Task requirements: Your reply must be one number: the count of lines in the data below that contain "EtlError".

Data shown:
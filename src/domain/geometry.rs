//! 3D vector, ray and sphere primitives used for shot reconstruction
//!
//! All coordinates are in the game's native units (centimeters).

use crate::domain::error::{EtlError, EtlResult};
use serde::{Deserialize, Serialize};
use std::ops::{Add, Mul, Neg, Sub};

#[derive(Debug, Clone, Copy, PartialEq, Default, Serialize, Deserialize)]
pub struct Vec3 {
    pub x: f64,
    pub y: f64,
    pub z: f64,
}

impl Vec3 {
    pub const ZERO: Vec3 = Vec3 { x: 0.0, y: 0.0, z: 0.0 };

    #[inline]
    pub const fn new(x: f64, y: f64, z: f64) -> Self {
        Self { x, y, z }
    }

    #[inline]
    pub fn dot(self, other: Vec3) -> f64 {
        self.x * other.x + self.y * other.y + self.z * other.z
    }

    #[inline]
    pub fn length_squared(self) -> f64 {
        self.dot(self)
    }

    #[inline]
    pub fn length(self) -> f64 {
        self.length_squared().sqrt()
    }

    #[inline]
    pub fn distance(self, other: Vec3) -> f64 {
        (self - other).length()
    }

    /// Unit vector in the same direction.
    ///
    /// Fails with `DegenerateGeometry` for a zero-length vector.
    pub fn normalize(self) -> EtlResult<Vec3> {
        let len = self.length();
        if len == 0.0 || !len.is_finite() {
            return Err(EtlError::DegenerateGeometry(format!(
                "cannot normalize vector {self}"
            )));
        }
        Ok(self * (1.0 / len))
    }
}

impl std::fmt::Display for Vec3 {
    fn fmt(&self, f: &mut std::fmt::Formatter<'_>) -> std::fmt::Result {
        write!(f, "({}, {}, {})", self.x, self.y, self.z)
    }
}

impl Add for Vec3 {
    type Output = Vec3;
    #[inline]
    fn add(self, rhs: Vec3) -> Vec3 {
        Vec3::new(self.x + rhs.x, self.y + rhs.y, self.z + rhs.z)
    }
}

impl Sub for Vec3 {
    type Output = Vec3;
    #[inline]
    fn sub(self, rhs: Vec3) -> Vec3 {
        Vec3::new(self.x - rhs.x, self.y - rhs.y, self.z - rhs.z)
    }
}

impl Mul<f64> for Vec3 {
    type Output = Vec3;
    #[inline]
    fn mul(self, s: f64) -> Vec3 {
        Vec3::new(self.x * s, self.y * s, self.z * s)
    }
}

impl Neg for Vec3 {
    type Output = Vec3;
    #[inline]
    fn neg(self) -> Vec3 {
        Vec3::new(-self.x, -self.y, -self.z)
    }
}

/// Half-line `origin + t * dir`, `dir` always unit length
#[derive(Debug, Clone, Copy)]
pub struct Ray {
    origin: Vec3,
    dir: Vec3,
}

impl Ray {
    /// Ray from `origin` through `through`.
    pub fn between(origin: Vec3, through: Vec3) -> EtlResult<Self> {
        let dir = (through - origin).normalize()?;
        Ok(Self { origin, dir })
    }

    pub fn origin(&self) -> Vec3 {
        self.origin
    }

    pub fn dir(&self) -> Vec3 {
        self.dir
    }
}

#[derive(Debug, Clone, Copy)]
pub struct Sphere {
    pub center: Vec3,
    pub radius: f64,
}

impl Sphere {
    pub fn new(center: Vec3, radius: f64) -> Self {
        Self { center, radius }
    }

    /// Near intersection parameter of `ray` with this sphere, if it lies in `(0, max_t)`.
    ///
    /// Only the near root counts: a ray starting inside the sphere is not a hit.
    pub fn near_hit(&self, ray: &Ray, max_t: f64) -> Option<f64> {
        // dir is unit length, so a == 1
        let oc = ray.origin() - self.center;
        let half_b = oc.dot(ray.dir());
        let c = oc.length_squared() - self.radius * self.radius;
        let disc = half_b * half_b - c;
        if disc < 0.0 {
            return None;
        }
        let t_near = -half_b - disc.sqrt();
        (t_near > 0.0 && t_near < max_t).then_some(t_near)
    }
}

#[cfg(test)]
mod tests {
    use super::*;

    #[test]
    fn test_normalize_unit_length() {
        let v = Vec3::new(3.0, 4.0, 0.0).normalize().unwrap();
        assert!((v.length() - 1.0).abs() < 1e-12);
        assert!((v.x - 0.6).abs() < 1e-12);
    }

    #[test]
    fn test_normalize_zero_is_degenerate() {
        let err = Vec3::ZERO.normalize().unwrap_err();
        assert!(matches!(err, EtlError::DegenerateGeometry(_)));
    }

    #[test]
    fn test_ray_between_same_point_fails() {
        let p = Vec3::new(1.0, 2.0, 3.0);
        assert!(Ray::between(p, p).is_err());
    }

    #[test]
    fn test_sphere_hit_in_front() {
        let ray = Ray::between(Vec3::ZERO, Vec3::new(1.0, 0.0, 0.0)).unwrap();
        let sphere = Sphere::new(Vec3::new(50.0, 0.0, 0.0), 10.0);
        let t = sphere.near_hit(&ray, 1000.0).unwrap();
        assert!((t - 40.0).abs() < 1e-9);
    }

    #[test]
    fn test_sphere_behind_origin_missed() {
        let ray = Ray::between(Vec3::ZERO, Vec3::new(1.0, 0.0, 0.0)).unwrap();
        let sphere = Sphere::new(Vec3::new(-50.0, 0.0, 0.0), 10.0);
        assert!(sphere.near_hit(&ray, 1000.0).is_none());
    }

    #[test]
    fn test_sphere_beyond_max_range_missed() {
        let ray = Ray::between(Vec3::ZERO, Vec3::new(1.0, 0.0, 0.0)).unwrap();
        let sphere = Sphere::new(Vec3::new(500.0, 0.0, 0.0), 10.0);
        assert!(sphere.near_hit(&ray, 400.0).is_none());
    }

    #[test]
    fn test_ray_origin_inside_sphere_missed() {
        let ray = Ray::between(Vec3::ZERO, Vec3::new(1.0, 0.0, 0.0)).unwrap();
        let sphere = Sphere::new(Vec3::new(5.0, 0.0, 0.0), 10.0);
        assert!(sphere.near_hit(&ray, 1000.0).is_none());
    }

    #[test]
    fn test_tangent_ray_hits() {
        let ray = Ray::between(Vec3::ZERO, Vec3::new(1.0, 0.0, 0.0)).unwrap();
        let sphere = Sphere::new(Vec3::new(50.0, 5.0, 0.0), 5.0);
        let t = sphere.near_hit(&ray, 1000.0).unwrap();
        assert!((t - 50.0).abs() < 1e-9);
    }
}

Response area: 3